19. La Charte sociale européenne porte sur le droit au travail
et énonce, à l’article 1, toute une série d’obligations, parmi lesquelles
des efforts en faveur de la création d’emplois, des activités d’orientation
et de formation, l’interdiction de la discrimination et la protection
des individus contre le travail forcé, la servitude et l’esclavage.

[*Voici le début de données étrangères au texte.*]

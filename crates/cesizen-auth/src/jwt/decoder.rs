//! Access token verification.

use std::sync::Arc;

use jsonwebtoken::{Algorithm, DecodingKey, Validation, decode};
use serde::Deserialize;
use uuid::Uuid;

use cesizen_core::config::auth::AuthConfig;
use cesizen_core::error::AppError;
use cesizen_core::traits::Clock;
use cesizen_entity::user::Role;

use super::claims::Claims;

/// Claims as they come off the wire, before contract checks.
#[derive(Debug, Deserialize)]
struct RawClaims {
    sub: Option<String>,
    user_id: Option<Uuid>,
    email: Option<String>,
    role: Option<String>,
    iat: Option<i64>,
    exp: Option<i64>,
}

/// Validates access tokens.
#[derive(Clone)]
pub struct JwtDecoder {
    /// HMAC secret key for verification.
    decoding_key: DecodingKey,
    /// Expected signing algorithm.
    algorithm: Algorithm,
    /// Time source for the expiry check.
    clock: Arc<dyn Clock>,
}

impl std::fmt::Debug for JwtDecoder {
    fn fmt(&self, f: &mut std::fmt::Formatter<'_>) -> std::fmt::Result {
        f.debug_struct("JwtDecoder")
            .field("algorithm", &self.algorithm)
            .finish()
    }
}

impl JwtDecoder {
    /// Creates a new decoder from auth configuration.
    pub fn new(config: &AuthConfig, clock: Arc<dyn Clock>) -> Result<Self, AppError> {
        let algorithm: Algorithm = config.jwt_algorithm.parse().map_err(|_| {
            AppError::configuration(format!(
                "Unsupported JWT algorithm: {}",
                config.jwt_algorithm
            ))
        })?;

        Ok(Self {
            decoding_key: DecodingKey::from_secret(config.jwt_secret.as_bytes()),
            algorithm,
            clock,
        })
    }

    /// Decodes and verifies an access token string.
    ///
    /// Checks, in order:
    /// 1. Signature validity (failure collapses into a credentials error)
    /// 2. Expiry, against the injected clock
    /// 3. Subject presence
    /// 4. Role validity against the closed enumeration
    ///
    /// Verification is a pure function of the token, the server secret,
    /// and the current time.
    pub fn verify(&self, token: &str) -> Result<Claims, AppError> {
        // The expiry is checked manually below so that the clock stays
        // injectable; jsonwebtoken would consult the system time.
        let mut validation = Validation::new(self.algorithm);
        validation.validate_exp = false;
        validation.required_spec_claims = Default::default();

        let data = decode::<RawClaims>(token, &self.decoding_key, &validation).map_err(|e| {
            tracing::debug!(reason = %e, "Token signature verification failed");
            AppError::credentials()
        })?;
        let raw = data.claims;

        let exp = raw
            .exp
            .ok_or_else(|| AppError::token_malformed("Token is missing the exp claim"))?;
        if exp <= self.clock.now().timestamp() {
            return Err(AppError::token_expired());
        }

        let sub = match raw.sub {
            Some(sub) if !sub.is_empty() => sub,
            _ => return Err(AppError::token_malformed("No subject found in token")),
        };

        let role: Role = raw
            .role
            .as_deref()
            .and_then(|r| r.parse().ok())
            .ok_or_else(|| AppError::token_malformed("Role claim in token is not valid"))?;

        Ok(Claims {
            sub,
            user_id: raw.user_id,
            email: raw.email,
            role,
            iat: raw.iat,
            exp,
        })
    }
}

#[cfg(test)]
mod tests {
    use super::*;
    use crate::jwt::encoder::JwtEncoder;
    use cesizen_core::error::ErrorKind;
    use cesizen_core::traits::FixedClock;
    use chrono::{TimeZone, Utc};
    use jsonwebtoken::{EncodingKey, Header, encode};

    fn auth_config() -> AuthConfig {
        AuthConfig {
            jwt_secret: "unit-test-secret".to_string(),
            jwt_algorithm: "HS256".to_string(),
            access_ttl_minutes: 30,
            password_min_length: 10,
            password_max_length: 50,
        }
    }

    fn account() -> cesizen_entity::user::User {
        cesizen_entity::user::User {
            id: Uuid::new_v4(),
            login: "zenuser".to_string(),
            email: "zen@example.com".to_string(),
            password_hash: "$argon2id$stub".to_string(),
            role: Role::User,
            created_at: Utc::now(),
            last_login_at: None,
            disabled_at: None,
            deleted_at: None,
        }
    }

    fn clock_at(secs: i64) -> Arc<FixedClock> {
        Arc::new(FixedClock(Utc.timestamp_opt(secs, 0).unwrap()))
    }

    #[test]
    fn round_trip_preserves_subject_and_role() {
        let config = auth_config();
        let clock = clock_at(1_700_000_000);
        let encoder = JwtEncoder::new(&config, clock.clone()).unwrap();
        let decoder = JwtDecoder::new(&config, clock).unwrap();

        let user = account();
        let token = encoder.issue(Some(&user)).unwrap();
        let claims = decoder.verify(&token).unwrap();

        assert_eq!(claims.sub, user.login);
        assert_eq!(claims.role, user.role);
        assert_eq!(claims.user_id, Some(user.id));
        assert_eq!(claims.email.as_deref(), Some("zen@example.com"));
    }

    #[test]
    fn issue_refuses_absent_account() {
        let encoder = JwtEncoder::new(&auth_config(), clock_at(1_700_000_000)).unwrap();
        let err = encoder.issue(None).unwrap_err();
        assert_eq!(err.kind, ErrorKind::Credentials);
    }

    #[test]
    fn expired_token_fails_with_expiry_kind() {
        let config = auth_config();
        let issued_at = 1_700_000_000;
        let encoder = JwtEncoder::new(&config, clock_at(issued_at)).unwrap();
        let token = encoder.issue(Some(&account())).unwrap();

        // Advance past the 30-minute TTL.
        let decoder = JwtDecoder::new(&config, clock_at(issued_at + 31 * 60)).unwrap();
        let err = decoder.verify(&token).unwrap_err();
        assert_eq!(err.kind, ErrorKind::TokenExpired);
    }

    #[test]
    fn still_valid_just_before_expiry() {
        let config = auth_config();
        let issued_at = 1_700_000_000;
        let encoder = JwtEncoder::new(&config, clock_at(issued_at)).unwrap();
        let token = encoder.issue(Some(&account())).unwrap();

        let decoder = JwtDecoder::new(&config, clock_at(issued_at + 29 * 60)).unwrap();
        assert!(decoder.verify(&token).is_ok());
    }

    #[test]
    fn tampered_signature_fails_with_credentials_kind() {
        let config = auth_config();
        let clock = clock_at(1_700_000_000);
        let encoder = JwtEncoder::new(&config, clock.clone()).unwrap();
        let decoder = JwtDecoder::new(&config, clock).unwrap();

        let mut token = encoder.issue(Some(&account())).unwrap();
        token.push('x');
        let err = decoder.verify(&token).unwrap_err();
        assert_eq!(err.kind, ErrorKind::Credentials);
    }

    #[test]
    fn wrong_secret_fails_with_credentials_kind() {
        let clock = clock_at(1_700_000_000);
        let encoder = JwtEncoder::new(&auth_config(), clock.clone()).unwrap();
        let token = encoder.issue(Some(&account())).unwrap();

        let mut other = auth_config();
        other.jwt_secret = "a-different-secret".to_string();
        let decoder = JwtDecoder::new(&other, clock).unwrap();
        assert_eq!(decoder.verify(&token).unwrap_err().kind, ErrorKind::Credentials);
    }

    #[test]
    fn missing_subject_fails_as_malformed() {
        let config = auth_config();
        let clock = clock_at(1_700_000_000);
        let decoder = JwtDecoder::new(&config, clock).unwrap();

        let payload = serde_json::json!({ "role": "user", "exp": 1_700_009_000 });
        let token = encode(
            &Header::new(Algorithm::HS256),
            &payload,
            &EncodingKey::from_secret(config.jwt_secret.as_bytes()),
        )
        .unwrap();

        let err = decoder.verify(&token).unwrap_err();
        assert_eq!(err.kind, ErrorKind::TokenMalformed);
    }

    #[test]
    fn unknown_role_fails_as_malformed() {
        let config = auth_config();
        let clock = clock_at(1_700_000_000);
        let decoder = JwtDecoder::new(&config, clock).unwrap();

        let payload = serde_json::json!({
            "sub": "zenuser",
            "role": "superuser",
            "exp": 1_700_009_000,
        });
        let token = encode(
            &Header::new(Algorithm::HS256),
            &payload,
            &EncodingKey::from_secret(config.jwt_secret.as_bytes()),
        )
        .unwrap();

        let err = decoder.verify(&token).unwrap_err();
        assert_eq!(err.kind, ErrorKind::TokenMalformed);
    }

    #[test]
    fn expiry_is_checked_before_subject_presence() {
        let config = auth_config();
        let decoder = JwtDecoder::new(&config, clock_at(1_700_009_001)).unwrap();

        // Expired AND missing subject: the expiry error must win.
        let payload = serde_json::json!({ "role": "user", "exp": 1_700_009_000 });
        let token = encode(
            &Header::new(Algorithm::HS256),
            &payload,
            &EncodingKey::from_secret(config.jwt_secret.as_bytes()),
        )
        .unwrap();

        let err = decoder.verify(&token).unwrap_err();
        assert_eq!(err.kind, ErrorKind::TokenExpired);
    }
}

En vertu de l’article 1.1, les Etats s’engagent à reconnaître, comme
l'un de leurs principaux objectifs et responsabilités, la réalisation
et le maintien du niveau le plus élevé et le plus stable possible
de l'emploi en vue de la réalisation du plein emploi. Le Comité
européen des Droits sociaux considère qu’il s’agit d’une obligation
de moyens et que les Etats doivent mener une politique économique
propice à la création et à la préservation d’emplois et prendre
des mesures appropriées pour aider les personnes au chômage à trouver
un emploi ou à acquérir une qualification. L’article 1.2 de la Charte
reconnaît à toute personne le droit de gagner sa vie par un travail
librement entrepris et a été interprété par le Comité comme supposant l’interdiction
de toute forme de discrimination en matière d’emploi, l’interdiction
du travail forcé et également l’interdiction de pratiques portant
atteinte au droit des travailleurs de gagner leur vie par un travail
librement entrepris. Conformément à la Convention de Genève sur
le statut des réfugiés de 1951, les Etats doivent garantir aux réfugiés
un traitement qui soit aussi favorable que possible et dans tous
les cas qui ne soit pas moins favorable que celui requis au titre
de la Convention. Il est difficile pour le moment de savoir dans
quelle mesure l’article 1 s’applique aux demandeurs d’asile. Certains
aspects sont cependant si intimement liés à la dignité humaine (comme
l’interdiction du travail forcé) qu’ils pourraient s’appliquer aux
demandeurs d’asile conformément à l’interprétation du Comité européen
des Droits sociaux.
20. Au titre de l’acquis en matière d’asile, l’Union européenne
a adopté, au cours des dix dernières années, plusieurs mesures portant
sur le droit des réfugiés d’occuper un emploi. Ainsi, l’article
26 de la directive «Qualifications»
(révisée, 2011
) accorde
aux réfugiés et aux personnes bénéficiant d’une protection subsidiaire
le plein accès au marché du travail dans des conditions équivalentes
à celles applicables aux ressortissants, de même qu’à des possibilités
de formation liée à l’emploi. En outre, l’article 28 garantit l’égalité de
traitement entre les réfugiés et les ressortissants dans le cadre
des procédures existantes de reconnaissance des diplômes, mais demande
également que les réfugiés aient la possibilité de se soumettre à
une évaluation pour prouver leurs qualifications dans le cas où
ils ne seraient pas en mesure de fournir des preuves documentaires
de leur formation
.
21. L’autre instrument majeur est l’article 15 de la directive
«Accueil»
(révisée)
en vertu duquel les demandeurs d’asile doivent avoir accès au marché
du travail dans un délai de neuf mois à compter de l’engagement
de la procédure de détermination de leur statut. Toutefois cette
directive autorise elle aussi un examen du marché de travail, faisant
passer les demandeurs d’asile après les ressortissants et les ressortissants
des pays tiers en séjour régulier en matière d’accès à l’emploi.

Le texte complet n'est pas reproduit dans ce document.